■ **Recorded information**
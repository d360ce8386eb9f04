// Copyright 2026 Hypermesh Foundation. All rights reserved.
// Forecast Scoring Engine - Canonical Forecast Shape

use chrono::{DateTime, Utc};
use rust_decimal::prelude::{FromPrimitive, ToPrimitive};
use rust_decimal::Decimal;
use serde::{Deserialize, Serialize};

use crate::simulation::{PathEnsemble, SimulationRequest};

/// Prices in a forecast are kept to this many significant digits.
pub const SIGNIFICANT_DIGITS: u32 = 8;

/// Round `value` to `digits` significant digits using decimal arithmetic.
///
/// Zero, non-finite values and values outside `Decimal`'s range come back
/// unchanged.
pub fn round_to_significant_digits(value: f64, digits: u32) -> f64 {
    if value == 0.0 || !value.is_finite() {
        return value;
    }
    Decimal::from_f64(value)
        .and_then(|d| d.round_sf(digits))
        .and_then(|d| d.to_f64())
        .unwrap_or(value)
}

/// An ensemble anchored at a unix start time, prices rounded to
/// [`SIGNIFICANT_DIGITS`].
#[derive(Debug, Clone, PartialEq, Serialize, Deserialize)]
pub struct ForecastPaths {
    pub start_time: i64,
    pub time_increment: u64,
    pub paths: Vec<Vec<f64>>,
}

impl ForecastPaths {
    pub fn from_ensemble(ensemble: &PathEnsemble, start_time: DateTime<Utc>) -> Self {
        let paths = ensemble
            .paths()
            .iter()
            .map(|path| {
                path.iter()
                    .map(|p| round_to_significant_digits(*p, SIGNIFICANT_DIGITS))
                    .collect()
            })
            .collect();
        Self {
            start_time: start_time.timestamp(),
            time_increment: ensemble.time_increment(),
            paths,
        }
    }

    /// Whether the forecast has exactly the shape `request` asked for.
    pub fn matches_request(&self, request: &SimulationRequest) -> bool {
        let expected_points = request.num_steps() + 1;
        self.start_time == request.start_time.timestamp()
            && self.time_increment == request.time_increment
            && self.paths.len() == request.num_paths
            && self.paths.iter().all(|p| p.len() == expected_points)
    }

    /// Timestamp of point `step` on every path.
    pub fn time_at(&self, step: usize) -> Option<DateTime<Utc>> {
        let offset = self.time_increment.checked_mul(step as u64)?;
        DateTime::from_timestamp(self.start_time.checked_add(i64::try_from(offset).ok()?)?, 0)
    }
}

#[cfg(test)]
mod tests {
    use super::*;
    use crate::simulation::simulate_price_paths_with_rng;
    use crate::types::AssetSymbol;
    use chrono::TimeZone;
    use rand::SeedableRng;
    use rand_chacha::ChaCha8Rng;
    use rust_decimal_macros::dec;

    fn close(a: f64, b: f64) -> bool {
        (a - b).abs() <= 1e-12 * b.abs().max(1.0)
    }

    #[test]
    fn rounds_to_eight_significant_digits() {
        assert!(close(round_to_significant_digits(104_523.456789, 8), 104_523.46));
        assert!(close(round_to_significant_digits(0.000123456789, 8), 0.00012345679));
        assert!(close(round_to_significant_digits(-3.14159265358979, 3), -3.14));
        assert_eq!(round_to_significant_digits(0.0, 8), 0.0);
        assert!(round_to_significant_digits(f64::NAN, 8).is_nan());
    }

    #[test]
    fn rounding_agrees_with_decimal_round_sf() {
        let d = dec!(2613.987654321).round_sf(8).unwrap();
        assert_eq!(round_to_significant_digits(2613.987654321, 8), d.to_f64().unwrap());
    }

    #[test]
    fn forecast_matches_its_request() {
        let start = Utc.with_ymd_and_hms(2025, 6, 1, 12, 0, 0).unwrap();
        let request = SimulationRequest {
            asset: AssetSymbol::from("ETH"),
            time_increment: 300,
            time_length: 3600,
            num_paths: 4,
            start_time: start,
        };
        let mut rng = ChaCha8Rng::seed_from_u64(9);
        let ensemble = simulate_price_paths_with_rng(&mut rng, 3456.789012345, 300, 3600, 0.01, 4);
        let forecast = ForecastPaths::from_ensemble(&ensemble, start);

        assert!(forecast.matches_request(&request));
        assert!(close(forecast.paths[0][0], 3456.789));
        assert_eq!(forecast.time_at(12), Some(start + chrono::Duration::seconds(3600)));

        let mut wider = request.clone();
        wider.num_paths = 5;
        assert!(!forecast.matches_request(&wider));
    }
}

■ **Required action**
A line belongs in the answer if it contains the word "ForecastPaths"; please copy each such line from the material.

■ **Task response**
pub struct ForecastPaths {
impl ForecastPaths {
        let forecast = ForecastPaths::from_ensemble(&ensemble, start);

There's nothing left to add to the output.